Forget about solving all these crimes; the signal triumph here is (spoiler) the heroine’s survival.

Another sweltering month in Charlotte, another boatload of mysteries past and present for overworked, overstressed forensic anthropologist Temperance Brennan.

A week after the night she chases but fails to catch a mysterious trespasser outside her town house, some unknown party texts Tempe four images of a corpse that looks as if it’s been chewed by wild hogs, because it has been. Showboat Medical Examiner Margot Heavner makes it clear that, breaking with her department’s earlier practice (The Bone Collection, 2016, etc.), she has no intention of calling in Tempe as a consultant and promptly identifies the faceless body herself as that of a young Asian man. Nettled by several errors in Heavner’s analysis, and even more by her willingness to share the gory details at a press conference, Tempe launches her own investigation, which is not so much off the books as against the books.

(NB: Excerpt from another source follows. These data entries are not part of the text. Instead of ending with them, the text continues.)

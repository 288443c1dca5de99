//! End-to-end estimate for one student: validation, percentile, rank,
//! category rank, eligibility and the college shortlist.

pub mod domain;
pub mod engine;
pub mod format;
pub mod router;
pub mod session;
pub mod validation;

pub use domain::{MarksInput, PredictionRequest, PredictionResult, TOTAL_MAX_MARKS};
pub use engine::PredictionEngine;
pub use format::format_rank;
pub use router::{prediction_router, PredictionState};
pub use session::{PredictionDelta, PredictionSession, SharePayload};
pub use validation::{InputGuard, PredictionError, ValidatedRequest};
use super::{CategoryTables, CollegeCatalog, SessionTables};
use crate::colleges::InstitutionClass;
use crate::estimation::{
    Category, CategoryCoefficients, ControlPoint, EligibilityThresholds, PercentileTable, RankTable,
};
use std::collections::BTreeMap;
use tracing::error;

pub(crate) const EMBEDDED_VERSION: &str = "embedded-2024";

/// Marks out of 300 against NTA percentile from the 2024 sessions.
pub(crate) const MARKS_TO_PERCENTILE: [ControlPoint; 29] = [
    ControlPoint::new(280.0, 99.95),
    ControlPoint::new(270.0, 99.90),
    ControlPoint::new(260.0, 99.85),
    ControlPoint::new(250.0, 99.80),
    ControlPoint::new(240.0, 99.70),
    ControlPoint::new(230.0, 99.60),
    ControlPoint::new(220.0, 99.50),
    ControlPoint::new(210.0, 99.30),
    ControlPoint::new(200.0, 99.00),
    ControlPoint::new(190.0, 98.50),
    ControlPoint::new(180.0, 97.50),
    ControlPoint::new(170.0, 96.00),
    ControlPoint::new(160.0, 94.00),
    ControlPoint::new(150.0, 91.00),
    ControlPoint::new(140.0, 87.00),
    ControlPoint::new(130.0, 82.00),
    ControlPoint::new(120.0, 76.00),
    ControlPoint::new(110.0, 69.00),
    ControlPoint::new(100.0, 61.00),
    ControlPoint::new(90.0, 52.00),
    ControlPoint::new(80.0, 43.00),
    ControlPoint::new(70.0, 34.00),
    ControlPoint::new(60.0, 26.00),
    ControlPoint::new(50.0, 19.00),
    ControlPoint::new(40.0, 13.00),
    ControlPoint::new(30.0, 8.00),
    ControlPoint::new(20.0, 4.00),
    ControlPoint::new(10.0, 1.50),
    ControlPoint::new(0.0, 0.00),
];

/// Registered candidates behind `PERCENTILE_TO_RANK`.
pub(crate) const RANK_TABLE_CANDIDATES: u32 = 1_400_000;

/// Percentile against CRL observed in 2024.
pub(crate) const PERCENTILE_TO_RANK: [ControlPoint; 15] = [
    ControlPoint::new(99.99, 1.0),
    ControlPoint::new(99.9, 50.0),
    ControlPoint::new(99.5, 500.0),
    ControlPoint::new(99.0, 2_000.0),
    ControlPoint::new(98.0, 5_000.0),
    ControlPoint::new(95.0, 15_000.0),
    ControlPoint::new(90.0, 35_000.0),
    ControlPoint::new(80.0, 70_000.0),
    ControlPoint::new(70.0, 100_000.0),
    ControlPoint::new(60.0, 130_000.0),
    ControlPoint::new(50.0, 160_000.0),
    ControlPoint::new(40.0, 200_000.0),
    ControlPoint::new(30.0, 250_000.0),
    ControlPoint::new(20.0, 350_000.0),
    ControlPoint::new(10.0, 500_000.0),
];

pub(crate) const CATEGORY_SHARES: [(Category, f64); 8] = [
    (Category::Ews, 0.10),
    (Category::Obc, 0.27),
    (Category::Sc, 0.15),
    (Category::St, 0.075),
    (Category::PwdGeneral, 0.05),
    (Category::PwdObc, 0.0135),
    (Category::PwdSc, 0.0075),
    (Category::PwdSt, 0.00375),
];

pub(crate) const ADVANCED_CUTOFFS: [(Category, f64); 9] = [
    (Category::General, 93.75),
    (Category::Ews, 91.75),
    (Category::Obc, 89.75),
    (Category::Sc, 66.25),
    (Category::St, 61.25),
    (Category::PwdGeneral, 93.75),
    (Category::PwdObc, 89.75),
    (Category::PwdSc, 66.25),
    (Category::PwdSt, 61.25),
];

const NIT_CUTOFFS_JSON: &str = include_str!("../../data/nit-cutoffs.json");
const IIIT_CUTOFFS_JSON: &str = include_str!("../../data/iiit-cutoffs.json");

pub(crate) fn session_tables() -> SessionTables {
    SessionTables::new(
        EMBEDDED_VERSION,
        PercentileTable::from_static(&MARKS_TO_PERCENTILE),
        BTreeMap::new(),
    )
}

pub(crate) fn rank_table() -> RankTable {
    RankTable::from_static(EMBEDDED_VERSION, RANK_TABLE_CANDIDATES, &PERCENTILE_TO_RANK)
}

pub(crate) fn category_tables() -> CategoryTables {
    let coefficients = CategoryCoefficients::new(CATEGORY_SHARES.into_iter().collect())
        .unwrap_or_else(|err| {
            error!(error = %err, "embedded category shares are invalid; using General for all");
            CategoryCoefficients::default()
        });

    CategoryTables {
        version: EMBEDDED_VERSION.to_string(),
        coefficients,
        eligibility: EligibilityThresholds::new(ADVANCED_CUTOFFS.into_iter().collect()),
    }
}

pub(crate) fn nit_catalog() -> CollegeCatalog {
    parse_catalog(NIT_CUTOFFS_JSON, InstitutionClass::Nit)
}

pub(crate) fn iiit_catalog() -> CollegeCatalog {
    parse_catalog(IIIT_CUTOFFS_JSON, InstitutionClass::Iiit)
}

fn parse_catalog(raw: &str, class: InstitutionClass) -> CollegeCatalog {
    serde_json::from_str(raw).unwrap_or_else(|err| {
        error!(class = class.label(), error = %err, "embedded cutoff catalog is unreadable");
        CollegeCatalog {
            version: EMBEDDED_VERSION.to_string(),
            records: Vec::new(),
        }
    })
}

#[cfg(test)]
mod tests {
    use super::*;
    use crate::estimation::TableError;

    #[test]
    fn built_in_tables_pass_validation() -> Result<(), TableError> {
        PercentileTable::new(MARKS_TO_PERCENTILE.to_vec())?;
        RankTable::new(
            EMBEDDED_VERSION,
            RANK_TABLE_CANDIDATES,
            PERCENTILE_TO_RANK.to_vec(),
        )?;
        Ok(())
    }

    #[test]
    fn built_in_category_shares_are_valid() {
        assert!(CategoryCoefficients::new(CATEGORY_SHARES.into_iter().collect()).is_ok());
        assert_eq!(category_tables().coefficients.coefficient(Category::Obc), 0.27);
    }

    #[test]
    fn embedded_catalogs_parse() {
        let nits = serde_json::from_str::<CollegeCatalog>(NIT_CUTOFFS_JSON).expect("nit json");
        let iiits = serde_json::from_str::<CollegeCatalog>(IIIT_CUTOFFS_JSON).expect("iiit json");

        assert!(!nits.records.is_empty());
        assert!(!iiits.records.is_empty());
        assert!(nits
            .records
            .iter()
            .all(|record| record.class == InstitutionClass::Nit));
        assert!(iiits
            .records
            .iter()
            .all(|record| record.class == InstitutionClass::Iiit));
    }

    #[test]
    fn every_embedded_record_lists_an_open_cutoff() {
        for record in nit_catalog().records.iter().chain(&iiit_catalog().records) {
            assert!(
                record.cutoffs.contains_key(&Category::General),
                "{} lacks an open cutoff",
                record.institution
            );
        }
    }
}
use std::sync::Arc;

use axum::{
    extract::State,
    http::StatusCode,
    response::{IntoResponse, Response},
    routing::{get, post},
    Router,
};
use serde_json::json;
use tracing::info;

use super::domain::PredictionRequest;
use super::engine::PredictionEngine;
use crate::reference::ReferenceSummary;

#[derive(Debug, Clone)]
pub struct PredictionState {
    pub engine: Arc<PredictionEngine>,
    pub reference: Arc<ReferenceSummary>,
}

/// Router builder exposing the prediction and reference-data endpoints.
pub fn prediction_router(engine: Arc<PredictionEngine>, reference: ReferenceSummary) -> Router {
    Router::new()
        .route("/api/v1/predict", post(predict_handler))
        .route("/api/v1/reference", get(reference_handler))
        .with_state(PredictionState {
            engine,
            reference: Arc::new(reference),
        })
}

pub(crate) async fn predict_handler(
    State(state): State<PredictionState>,
    axum::Json(request): axum::Json<PredictionRequest>,
) -> Response {
    match state.engine.predict(&request) {
        Ok(result) => {
            info!(
                rank = result.rank,
                category = result.category.code(),
                matches = result.colleges.len(),
                "prediction served"
            );
            (StatusCode::OK, axum::Json(result)).into_response()
        }
        Err(error) => {
            let payload = json!({
                "error": error.to_string(),
            });
            (StatusCode::UNPROCESSABLE_ENTITY, axum::Json(payload)).into_response()
        }
    }
}

pub(crate) async fn reference_handler(State(state): State<PredictionState>) -> Response {
    (StatusCode::OK, axum::Json(state.reference.as_ref())).into_response()
}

Heavner isn’t exactly mollified when Tempe, aided by retired police detective Skinny Slidell and a host of experts, puts a name to the dead man. But the hints of other crimes Tempe’s identification uncovers, particularly crimes against children, spur her on to redouble her efforts despite the new M.E.’s splenetic outbursts. Before he died, it seems, Felix Vodyanov was linked to a passenger ferry that sank in 1994, an even earlier U.S. government project to research biological agents that could control human behavior, the hinky spiritual retreat Sparkling Waters, the dark web site DeepUnder, and the disappearances of at least four schoolchildren, two of whom have also turned up dead. And why on earth was Vodyanov carrying Tempe’s own contact information? The mounting evidence of ever more and ever worse skulduggery will pull Tempe deeper and deeper down what even she sees as a rabbit hole before she confronts a ringleader implicated in “Drugs. Fraud. Breaking and entering. Arson. Kidnapping. How does attempted murder sound?”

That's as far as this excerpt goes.